In an effort to meet consumer demand for low cost TV’s Sony has confirmed that it will source more than $15 Billion dollars worth of LCD TV components from Taiwan this year. They have also confirmed that they will launch new OEL TV technology.
As LCD TV prices fall major brands like Sony are changing their manufacturing models in an effort to cut costs. Recently Sony admitted that they will source more than $15 million dollars worth of components including Bravia TV and Sony PS3’s from Taiwan in 2007 a Country that is fast establishing itself as one of the worlds leading sources of LCD TV technology.
Katsumi Ihara, executive deputy president of Sony, was quoted in saying the growth for Sony’s procurement value with Taiwan in fiscal year 2007will be at the same level as that for fiscal year 2006. Kenji Sakai, chairman and managing director of Sony Taiwan, said Sony’s procurement value from Taiwan grew about 1.5 times during fiscal year 2006, as compared to that in fiscal year 2005.
Components for Play Station (PS) series, Bravia LCD TVs, game consoles, notebook assembly and LCD panels are the major items Sony have outsourced from Taiwan-based players, Sakai added.
In related news, worldwide sales for PlayStation 3 (PS3) totaled about two million units from November 2006 to January 2007, Ihara said. Sony’s strong PS3 shipments in Europe was due to a steady supply and the maker is confident to achieve have achived the shipment goal of six million units for fiscal year 2006, Ihara stated.
Sony has also confirmed that it plans to start selling this year thinner televisions with organic electroluminescent (OEL) screens, becoming the first company to commercialize this kind to TV set, a Sony spokeswoman said.
‘Eleven-inch size televisions with organic electroluminescent screens are planned to be available in the market within this year in Japan,’ the spokeswoman said. She said the price had yet to be determined.The company aims to eventually produce larger 32 & 40″ televisions using OEL screens, she said.Several companies are investing in OLED technology because it can produce bright, colourful images and does not require a backlight as do liquid crystal displays (LCDs), allowing for a thinner panel. OLED panels are also said to be energy-efficient and good at reproducing fast-moving images.

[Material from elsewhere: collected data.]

impl Dispatcher {
    #[allow(clippy::too_many_arguments)]
    pub fn new(
        store: StateStore,
        remote: Arc<dyn RemoteDrive>,
        local: Arc<LocalFs>,
        transfer: Arc<dyn Transfer>,
        rules: Arc<FilterRules>,
        settings: &SyncSettings,
        cancel: &CancellationToken,
        now: i64,
    ) -> Self {
        Self {
            ctx: Arc::new(DispatchContext {
                store,
                remote,
                local,
                transfer,
                rules,
                policy: RetryPolicy::from_settings(settings),
                now,
                cancel: cancel.clone(),
                halt: cancel.child_token(),
                upload_pool: Arc::new(Semaphore::new(settings.upload_workers.max(1))),
                download_pool: Arc::new(Semaphore::new(settings.download_workers.max(1))),
                hash_pool: Arc::new(Semaphore::new(settings.hash_workers.max(1))),
                stats: TransferStats::default(),
                errors: RwLock::new(Vec::new()),
                conflicts: RwLock::new(Vec::new()),
                folder_ids: RwLock::new(HashMap::new()),
                local_moves: RwLock::new(Vec::new()),
                failed_paths: RwLock::new(HashSet::new()),
                fatal: Mutex::new(None),
            }),
        }
    }

    pub fn with_policy(mut self, policy: RetryPolicy) -> Self {
        if let Some(ctx) = Arc::get_mut(&mut self.ctx) {
            ctx.policy = policy;
        }
        self
    }

    /// 建立路径到远端目录 ID 的索引：先取记录，再用本轮远端变更覆盖
    pub async fn seed_folders(&self, records: &[ItemRecord], changes: &RemoteChanges) {
        let mut ids = self.ctx.folder_ids.write().await;
        for record in records.iter().filter(|r| r.is_folder && r.synced.is_some()) {
            if let Some(id) = &record.remote_id {
                ids.insert(record.path.clone(), id.clone());
            }
        }
        for entry in changes.entries.iter().filter(|e| e.is_folder) {
            if entry.deleted {
                ids.remove(&entry.path);
            } else {
                ids.insert(entry.path.clone(), entry.id.clone());
            }
        }
    }

    /// 执行计划
    ///
    /// 阶段之间严格串行；状态库写入失败时中止并返回错误。
    pub async fn run(
        &self,
        plan: Plan,
        progress: Option<mpsc::Sender<PassProgress>>,
        start_time: i64,
    ) -> Result<DispatchOutcome> {
        let total = plan.io_count() as u64;
        let ticker = self.spawn_progress(progress, total, start_time);

        let Plan {
            clearing,
            stages,
            deletes,
            state_only,
        } = plan;

        for stage in clearing.into_iter().chain(stages).chain(deletes) {
            if self.ctx.halt.is_cancelled() {
                break;
            }
            self.run_stage(stage).await;
        }

        if !self.ctx.halt.is_cancelled() {
            for decision in state_only {
                self.ctx.execute(decision).await;
                if self.ctx.halt.is_cancelled() {
                    break;
                }
            }
        }

        if let Some(handle) = ticker {
            handle.abort();
        }

        if let Some(e) = self.ctx.fatal.lock().await.take() {
            return Err(e);
        }

        let stats = &self.ctx.stats;
        Ok(DispatchOutcome {
            applied: stats.completed.load(Ordering::Relaxed) as u32,
            failed: stats.failed.load(Ordering::Relaxed) as u32,
            bytes_transferred: stats.bytes_transferred.load(Ordering::Relaxed),
            errors: self.ctx.errors.read().await.clone(),
            conflicts: self.ctx.conflicts.read().await.clone(),
            cancelled: self.ctx.cancel.is_cancelled(),
        })
    }

    async fn run_stage(&self, stage: Vec<Decision>) {
        // 本地移动串行执行，后面的移动能看到前面目录移动后的路径
        let (serial, parallel): (Vec<Decision>, Vec<Decision>) = stage.into_iter().partition(|d| {
            matches!(
                d.action,
                Action::Move {
                    side: Side::Local,
                    ..
                }
            )
        });

        for decision in serial {
            if self.ctx.halt.is_cancelled() {
                return;
            }
            self.ctx.execute(decision).await;
        }

        let mut handles = Vec::new();
        for decision in parallel {
            if self.ctx.halt.is_cancelled() {
                break;
            }

            let pool = if decision.action.mutates_local() {
                self.ctx.download_pool.clone()
            } else {
                self.ctx.upload_pool.clone()
            };
            let Ok(permit) = pool.acquire_owned().await else {
                break;
            };
            let ctx = self.ctx.clone();

            let handle = tokio::spawn(async move {
                ctx.execute(decision).await;
                drop(permit);
            });
            handles.push(handle);
        }

        for handle in handles {
            if let Err(e) = handle.await {
                error!("同步任务异常退出: {}", e);
                self.ctx.stats.failed.fetch_add(1, Ordering::Relaxed);
                self.ctx.errors.write().await.push(format!("task aborted: {}", e));
            }
        }
    }

    fn spawn_progress(
        &self,
        progress: Option<mpsc::Sender<PassProgress>>,
        total: u64,
        start_time: i64,
    ) -> Option<JoinHandle<()>> {
        let tx = progress?;
        let ctx = self.ctx.clone();

        Some(tokio::spawn(async move {
            loop {
                tokio::time::sleep(Duration::from_millis(500)).await;

                let completed = ctx.stats.completed.load(Ordering::Relaxed);
                let failed = ctx.stats.failed.load(Ordering::Relaxed);
                let mut update = PassProgress::new(
                    ctx.store.drive_id(),
                    SyncStatus::Syncing,
                    format!("同步中 {}/{}", completed + failed, total),
                    start_time,
                );
                update.decisions = total as u32;
                update.completed = completed as u32;
                update.failed = failed as u32;
                update.bytes_transferred = ctx.stats.bytes_transferred.load(Ordering::Relaxed);

                if tx.send(update).await.is_err() || completed + failed >= total {
                    break;
                }
            }
        }))
    }
}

At a display forum in Tokyo, customers, suppliers and even rival TV makers turned their backs on 50-inch and bigger TVs to throng before Sony’s tiny 11-inch OLED TVs.
“LCD and plasma displays look faded in comparison,” said a Denso employee who declined to be named, fighting to take a picture of the new TVs.
OLED displays are already used in digital cameras, mobile phones and other devices with relatively small panels. But cost and technology hurdles have so far prevented them from being mass produced for use in larger equipment such as TVs.
The OLED TV to be launched this year will be made by ST Liquid Crystal Display, a joint venture between Sony and Toyota Industries, Sony spokesman Daiichi Yamafuji said, declining to give unit targets or a likely price.
Sony has invested aggressively in LCD technology and is now the world’s largest player in the LCD TV market. It makes big LCD panels in a joint venture with
South Korea’s Samsung Electronics
“It won’t be easy for OLED TVs to replace LCD TVs, but we would like to turn OLED TVs into a big new business,” Sony Executive Deputy President Katsumi Ihara said in a speech at the display forum.
The Nikkei business daily reported earlier that Sony would begin by mass-producing about 1,000 of the 11-inch OLED sets a month – a fraction of its LCD TV business – and would aim to keep their price within a few times that of existing flat TVs.
“OLED sets are very expensive, and we mean to begin first by marketing the TVs as a status symbol,” said Sony’s Kazuhiro Imai, a senior manager of the company’s TV and Video business group. “We will see where the business goes from there.”
Ihara said Sony slightly exceeded its target of selling 6 million LCD TVs in the business year ended last month, and reiterated a target to sell 10 million units this year.
Other companies investing in OLED displays include Seiko Epson Corp., Canon Inc., Samsung and a joint venture between Toshiba and Matsushita Electric.
Toshiba President Atsutoshi Nishida said on Thursday the company hoped to make larger TV-use OLED panels at the joint venture, Toshiba Matsushita Display Technology, by 2009, taking aim at the $US35 billion flat TV market, which is currently dominated by LCD and plasma display technology.